The top 10 fact-checks at the RNC, DNC
The two parties have now had their conventions, and Americans who watched both the Republicans in Cleveland and the Democrats in Philadelphia saw radically different views of the country. The Republicans painted a picture of a nation beset by losses, pounded by violence at home, threatened by immigrants and terrorists and abused by feckless leaders.
For the Democrats, it was infinitely sunnier in Philadelphia.
Even as they talked about the pains of ordinary people, they spotlighted gains made over the past eight years and spoke with boundless optimism of Americans’ capacity to pull together and solve problems.
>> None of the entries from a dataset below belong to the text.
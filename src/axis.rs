//! Axes and chunks: the scalar index space jobs fan out over.

use serde::{Deserialize, Serialize};
use std::fmt;

/// A named dimension of parallel instantiation (e.g. `byline`, `bychar`).
#[derive(Debug, Clone, PartialEq, Eq, PartialOrd, Ord, Hash, Serialize, Deserialize)]
pub struct Axis(pub String);

impl Axis {
    pub fn new(name: impl Into<String>) -> Self {
        Self(name.into())
    }

    pub fn as_str(&self) -> &str {
        &self.0
    }
}

impl fmt::Display for Axis {
    fn fmt(&self, f: &mut fmt::Formatter<'_>) -> fmt::Result {
        write!(f, "{}", self.0)
    }
}

impl From<&str> for Axis {
    fn from(s: &str) -> Self {
        Axis::new(s)
    }
}

/// A single value of an axis. Chunk sets are ordered collections of these,
/// materialised as the output of a split job.
#[derive(Debug, Clone, PartialEq, Eq, PartialOrd, Ord, Hash, Serialize, Deserialize)]
pub enum Chunk {
    Int(i64),
    Str(String),
}

impl fmt::Display for Chunk {
    fn fmt(&self, f: &mut fmt::Formatter<'_>) -> fmt::Result {
        match self {
            Chunk::Int(i) => write!(f, "{}", i),
            Chunk::Str(s) => write!(f, "{}", s),
        }
    }
}

impl From<i64> for Chunk {
    fn from(v: i64) -> Self {
        Chunk::Int(v)
    }
}

impl From<&str> for Chunk {
    fn from(v: &str) -> Self {
        Chunk::Str(v.to_string())
    }
}

impl From<String> for Chunk {
    fn from(v: String) -> Self {
        Chunk::Str(v)
    }
}

/// An ordered, deduplication-free set of chunks materialised by a split job.
pub type ChunkSet = Vec<Chunk>;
In the course of a dozen days, we checked scores of claims. A handful or two capture the competing visions that shaped the nominating conventions.
First, the Republicans.
Donald Trump told the party faithful that he would be the law and order candidate and his policies would "liberate our citizens from the crime and terrorism and lawlessness that threatens their communities."
Trump said, "Decades of progress made in bringing down crime are now being reversed by this Administration’s rollback of criminal enforcement. Homicides last year increased by 17 percent in America’s 50 largest cities. That’s the largest increase in 25 years."
Trump’s numbers are right, but misleading. Homicides didn’t go up in all 50 cities. They were up in some and down in others. Most of the increase came from sharp rises in four cities, Chicago, Houston, Baltimore and Washington.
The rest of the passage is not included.